**DATA IN THIS EXERCISE:**
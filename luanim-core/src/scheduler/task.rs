//! Task records.

use std::fmt;
use std::task::Waker;

use futures_util::future::LocalBoxFuture;

use crate::error::{Error, Result};

/// Identifier of a task. Ids increase in creation order, which is also the
/// order ready tasks are resumed in.
#[derive(Debug, Clone, Copy, PartialEq, Eq, Hash, PartialOrd, Ord)]
pub struct TaskId(u64);

impl TaskId {
    pub fn from_raw(raw: u64) -> Self {
        Self(raw)
    }

    pub fn raw(&self) -> u64 {
        self.0
    }
}

impl fmt::Display for TaskId {
    fn fmt(&self, f: &mut fmt::Formatter<'_>) -> fmt::Result {
        write!(f, "#{}", self.0)
    }
}

/// Lifecycle of a task.
///
/// ```text
/// Pending -> Running -> Suspended -> Running -> ... -> Completed
///                \-------------------------------------> Cancelled
/// ```
#[derive(Debug, Clone, Copy, PartialEq, Eq, Hash)]
pub enum TaskState {
    /// Spawned, not yet polled.
    Pending,
    /// Being polled right now.
    Running,
    /// Waiting on a timer, a joined task, or its own tracked children.
    Suspended,
    /// Finished, successfully or with an error.
    Completed,
    Cancelled,
}

impl TaskState {
    pub fn is_terminal(self) -> bool {
        matches!(self, TaskState::Completed | TaskState::Cancelled)
    }
}

/// A boxed script procedure.
pub type TaskFuture = LocalBoxFuture<'static, Result<()>>;

pub(crate) struct Task {
    pub(crate) state: TaskState,
    pub(crate) parent: Option<TaskId>,
    /// Every task spawned from this one, detached or not.
    pub(crate) children: Vec<TaskId>,
    /// Detached tasks do not hold up their parent's completion.
    pub(crate) detached: bool,
    /// Taken out while the task is being polled.
    pub(crate) future: Option<TaskFuture>,
    /// Result of the procedure itself, kept while tracked children finish.
    pub(crate) body: Option<Result<()>>,
    pub(crate) outcome: Option<Result<()>>,
    pub(crate) joiners: Vec<Waker>,
    /// Live `TaskHandle`s. A finished task is dropped once this reaches zero.
    pub(crate) handles: usize,
}

impl Task {
    pub(crate) fn new(parent: Option<TaskId>, future: TaskFuture) -> Self {
        Self {
            state: TaskState::Pending,
            parent,
            children: Vec::new(),
            detached: false,
            future: Some(future),
            body: None,
            outcome: None,
            joiners: Vec::new(),
            handles: 0,
        }
    }

    /// Mark the task finished and hand back the wakers of its joiners.
    pub(crate) fn settle(&mut self, state: TaskState, outcome: Result<()>) -> Vec<Waker> {
        debug_assert!(state.is_terminal());
        self.state = state;
        self.outcome = Some(outcome);
        self.future = None;
        std::mem::take(&mut self.joiners)
    }

    pub(crate) fn cancelled_outcome(id: TaskId) -> Result<()> {
        Err(Error::Cancelled { task: id })
    }
}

**WHAT TO WORK ON:** Every entry must appear in the answer, reproduced exactly.

**WRITTEN RESPONSE:**
filename luanim-core/src/scheduler/task.rs
//! Task records.

use std::fmt;
use std::task::Waker;

use futures_util::future::LocalBoxFuture;

use crate::error::{Error, Result};

/// Identifier of a task. Ids increase in creation order, which is also the
/// order ready tasks are resumed in.
#[derive(Debug, Clone, Copy, PartialEq, Eq, Hash, PartialOrd, Ord)]
pub struct TaskId(u64);

impl TaskId {
    pub fn from_raw(raw: u64) -> Self {
        Self(raw)
    }

    pub fn raw(&self) -> u64 {
        self.0
    }
}

impl fmt::Display for TaskId {
    fn fmt(&self, f: &mut fmt::Formatter<'_>) -> fmt::Result {
        write!(f, "#{}", self.0)
    }
}

/// Lifecycle of a task.
///
/// ```text
/// Pending -> Running -> Suspended -> Running -> ... -> Completed
///                \-------------------------------------> Cancelled
/// ```
#[derive(Debug, Clone, Copy, PartialEq, Eq, Hash)]
pub enum TaskState {
    /// Spawned, not yet polled.
    Pending,
    /// Being polled right now.
    Running,
    /// Waiting on a timer, a joined task, or its own tracked children.
    Suspended,
    /// Finished, successfully or with an error.
    Completed,
    Cancelled,
}

impl TaskState {
    pub fn is_terminal(self) -> bool {
        matches!(self, TaskState::Completed | TaskState::Cancelled)
    }
}

/// A boxed script procedure.
pub type TaskFuture = LocalBoxFuture<'static, Result<()>>;

pub(crate) struct Task {
    pub(crate) state: TaskState,
    pub(crate) parent: Option<TaskId>,
    /// Every task spawned from this one, detached or not.
    pub(crate) children: Vec<TaskId>,
    /// Detached tasks do not hold up their parent's completion.
    pub(crate) detached: bool,
    /// Taken out while the task is being polled.
    pub(crate) future: Option<TaskFuture>,
    /// Result of the procedure itself, kept while tracked children finish.
    pub(crate) body: Option<Result<()>>,
    pub(crate) outcome: Option<Result<()>>,
    pub(crate) joiners: Vec<Waker>,
    /// Live `TaskHandle`s. A finished task is dropped once this reaches zero.
    pub(crate) handles: usize,
}

impl Task {
    pub(crate) fn new(parent: Option<TaskId>, future: TaskFuture) -> Self {
        Self {
            state: TaskState::Pending,
            parent,
            children: Vec::new(),
            detached: false,
            future: Some(future),
            body: None,
            outcome: None,
            joiners: Vec::new(),
            handles: 0,
        }
    }

    /// Mark the task finished and hand back the wakers of its joiners.
    pub(crate) fn settle(&mut self, state: TaskState, outcome: Result<()>) -> Vec<Waker> {
        debug_assert!(state.is_terminal());
        self.state = state;
        self.outcome = Some(outcome);
        self.future = None;
        std::mem::take(&mut self.joiners)
    }

    pub(crate) fn cancelled_outcome(id: TaskId) -> Result<()> {
        Err(Error::Cancelled { task: id })
    }
}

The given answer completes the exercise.